-- EXERCISE DATA --
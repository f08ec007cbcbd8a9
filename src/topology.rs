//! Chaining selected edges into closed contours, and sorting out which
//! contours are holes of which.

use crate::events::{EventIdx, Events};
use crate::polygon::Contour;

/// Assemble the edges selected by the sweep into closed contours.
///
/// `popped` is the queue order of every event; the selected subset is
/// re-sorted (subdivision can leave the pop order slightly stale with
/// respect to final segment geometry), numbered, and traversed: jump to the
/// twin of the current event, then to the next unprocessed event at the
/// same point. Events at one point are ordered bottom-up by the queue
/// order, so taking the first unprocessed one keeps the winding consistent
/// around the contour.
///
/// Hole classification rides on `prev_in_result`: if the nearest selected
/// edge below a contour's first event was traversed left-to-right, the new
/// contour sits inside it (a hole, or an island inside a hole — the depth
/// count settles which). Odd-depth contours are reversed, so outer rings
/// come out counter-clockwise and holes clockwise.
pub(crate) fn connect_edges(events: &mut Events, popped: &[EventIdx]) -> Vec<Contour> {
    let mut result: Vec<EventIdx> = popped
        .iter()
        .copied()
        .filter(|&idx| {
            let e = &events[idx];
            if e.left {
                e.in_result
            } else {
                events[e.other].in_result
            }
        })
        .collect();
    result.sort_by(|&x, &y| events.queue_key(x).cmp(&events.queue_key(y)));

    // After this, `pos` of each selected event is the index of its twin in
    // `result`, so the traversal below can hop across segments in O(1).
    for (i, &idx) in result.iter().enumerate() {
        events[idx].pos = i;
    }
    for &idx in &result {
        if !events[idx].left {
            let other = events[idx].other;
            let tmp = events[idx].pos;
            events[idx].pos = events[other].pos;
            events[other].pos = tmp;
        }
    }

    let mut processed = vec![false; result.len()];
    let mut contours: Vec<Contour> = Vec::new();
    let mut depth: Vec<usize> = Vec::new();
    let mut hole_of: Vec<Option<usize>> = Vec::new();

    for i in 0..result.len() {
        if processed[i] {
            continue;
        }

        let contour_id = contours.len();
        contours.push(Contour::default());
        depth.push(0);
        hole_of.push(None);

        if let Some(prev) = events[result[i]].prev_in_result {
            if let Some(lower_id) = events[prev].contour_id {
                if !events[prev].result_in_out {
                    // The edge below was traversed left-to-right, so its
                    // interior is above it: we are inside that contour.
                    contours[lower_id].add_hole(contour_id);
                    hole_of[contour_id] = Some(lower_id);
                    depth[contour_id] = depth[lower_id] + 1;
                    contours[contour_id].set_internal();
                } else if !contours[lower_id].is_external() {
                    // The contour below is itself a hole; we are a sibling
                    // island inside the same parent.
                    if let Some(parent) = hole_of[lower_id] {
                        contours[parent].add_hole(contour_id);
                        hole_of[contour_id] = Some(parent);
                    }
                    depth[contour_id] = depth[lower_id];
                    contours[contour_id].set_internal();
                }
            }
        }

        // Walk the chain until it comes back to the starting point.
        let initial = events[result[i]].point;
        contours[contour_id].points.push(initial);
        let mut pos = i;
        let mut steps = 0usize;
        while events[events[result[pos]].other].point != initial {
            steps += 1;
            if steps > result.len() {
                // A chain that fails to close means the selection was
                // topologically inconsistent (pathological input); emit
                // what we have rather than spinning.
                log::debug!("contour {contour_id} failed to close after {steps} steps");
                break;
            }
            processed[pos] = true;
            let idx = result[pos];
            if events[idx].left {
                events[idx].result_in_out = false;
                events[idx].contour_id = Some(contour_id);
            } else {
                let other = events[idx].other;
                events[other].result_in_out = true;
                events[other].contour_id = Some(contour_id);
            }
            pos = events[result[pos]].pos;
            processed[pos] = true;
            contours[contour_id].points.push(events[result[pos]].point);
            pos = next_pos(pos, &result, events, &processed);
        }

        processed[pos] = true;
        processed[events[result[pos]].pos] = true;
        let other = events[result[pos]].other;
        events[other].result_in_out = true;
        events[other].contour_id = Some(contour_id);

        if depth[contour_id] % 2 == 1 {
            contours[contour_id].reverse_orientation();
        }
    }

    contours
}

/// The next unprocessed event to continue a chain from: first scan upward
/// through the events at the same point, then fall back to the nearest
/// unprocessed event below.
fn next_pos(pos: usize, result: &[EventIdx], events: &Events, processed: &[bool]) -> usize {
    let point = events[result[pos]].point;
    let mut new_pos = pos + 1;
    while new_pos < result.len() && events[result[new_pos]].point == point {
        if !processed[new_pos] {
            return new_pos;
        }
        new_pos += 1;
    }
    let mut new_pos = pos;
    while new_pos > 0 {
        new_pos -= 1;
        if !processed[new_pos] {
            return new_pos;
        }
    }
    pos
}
...
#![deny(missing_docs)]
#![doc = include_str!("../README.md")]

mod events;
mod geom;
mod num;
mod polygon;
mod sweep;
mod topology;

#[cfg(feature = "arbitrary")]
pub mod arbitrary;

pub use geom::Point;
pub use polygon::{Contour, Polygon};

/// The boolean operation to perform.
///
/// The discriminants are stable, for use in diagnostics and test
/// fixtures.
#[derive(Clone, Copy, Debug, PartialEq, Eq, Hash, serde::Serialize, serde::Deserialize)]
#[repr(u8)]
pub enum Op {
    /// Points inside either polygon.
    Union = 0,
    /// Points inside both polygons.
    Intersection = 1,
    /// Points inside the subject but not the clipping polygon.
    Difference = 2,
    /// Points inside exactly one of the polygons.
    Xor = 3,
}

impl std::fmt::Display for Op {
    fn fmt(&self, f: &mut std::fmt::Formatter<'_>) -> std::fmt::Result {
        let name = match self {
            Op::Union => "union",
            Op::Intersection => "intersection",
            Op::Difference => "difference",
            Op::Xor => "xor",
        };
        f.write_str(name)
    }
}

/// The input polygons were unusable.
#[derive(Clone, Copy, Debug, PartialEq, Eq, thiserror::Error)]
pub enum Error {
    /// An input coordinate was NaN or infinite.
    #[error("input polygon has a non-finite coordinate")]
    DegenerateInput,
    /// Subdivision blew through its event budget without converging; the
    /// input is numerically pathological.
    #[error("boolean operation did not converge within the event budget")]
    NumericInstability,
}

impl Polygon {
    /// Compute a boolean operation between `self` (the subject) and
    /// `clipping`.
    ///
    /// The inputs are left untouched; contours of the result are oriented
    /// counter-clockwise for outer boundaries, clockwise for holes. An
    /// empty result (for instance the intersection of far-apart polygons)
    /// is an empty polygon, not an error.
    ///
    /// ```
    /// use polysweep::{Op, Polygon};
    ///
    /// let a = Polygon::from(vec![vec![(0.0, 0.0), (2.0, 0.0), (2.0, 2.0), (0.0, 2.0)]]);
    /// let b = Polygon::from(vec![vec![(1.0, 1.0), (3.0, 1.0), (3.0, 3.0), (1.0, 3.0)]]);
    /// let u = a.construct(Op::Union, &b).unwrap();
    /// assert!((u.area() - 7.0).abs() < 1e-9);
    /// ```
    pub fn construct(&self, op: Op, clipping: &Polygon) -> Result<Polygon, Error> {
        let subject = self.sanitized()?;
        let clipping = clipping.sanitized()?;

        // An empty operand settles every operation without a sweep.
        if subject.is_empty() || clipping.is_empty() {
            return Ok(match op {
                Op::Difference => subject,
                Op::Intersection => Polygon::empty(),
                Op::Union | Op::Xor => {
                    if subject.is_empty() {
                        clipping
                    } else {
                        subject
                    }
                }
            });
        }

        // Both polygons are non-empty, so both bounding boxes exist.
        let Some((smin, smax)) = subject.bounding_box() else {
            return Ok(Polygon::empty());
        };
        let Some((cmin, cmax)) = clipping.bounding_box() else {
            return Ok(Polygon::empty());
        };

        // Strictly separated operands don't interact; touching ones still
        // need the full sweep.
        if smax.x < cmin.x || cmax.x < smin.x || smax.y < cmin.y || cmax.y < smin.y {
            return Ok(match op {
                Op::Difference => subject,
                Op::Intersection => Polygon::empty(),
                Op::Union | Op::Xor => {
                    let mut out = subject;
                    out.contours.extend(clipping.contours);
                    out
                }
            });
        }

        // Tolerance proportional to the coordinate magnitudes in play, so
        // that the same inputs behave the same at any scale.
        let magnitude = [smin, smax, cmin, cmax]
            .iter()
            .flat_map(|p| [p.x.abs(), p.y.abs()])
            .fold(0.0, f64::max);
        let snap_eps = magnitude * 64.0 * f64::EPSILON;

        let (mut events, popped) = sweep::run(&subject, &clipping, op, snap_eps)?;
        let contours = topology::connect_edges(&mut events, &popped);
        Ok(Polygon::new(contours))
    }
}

-- WHAT THE TASK ASKS --
Go through the material above and output exactly the lines from the one containing "inside either polygon." through the one containing "impl std::fmt::Display for".

-- EXPECTED ANSWER --
    /// Points inside either polygon.
    Union = 0,
    /// Points inside both polygons.
    Intersection = 1,
    /// Points inside the subject but not the clipping polygon.
    Difference = 2,
    /// Points inside exactly one of the polygons.
    Xor = 3,
}

impl std::fmt::Display for Op {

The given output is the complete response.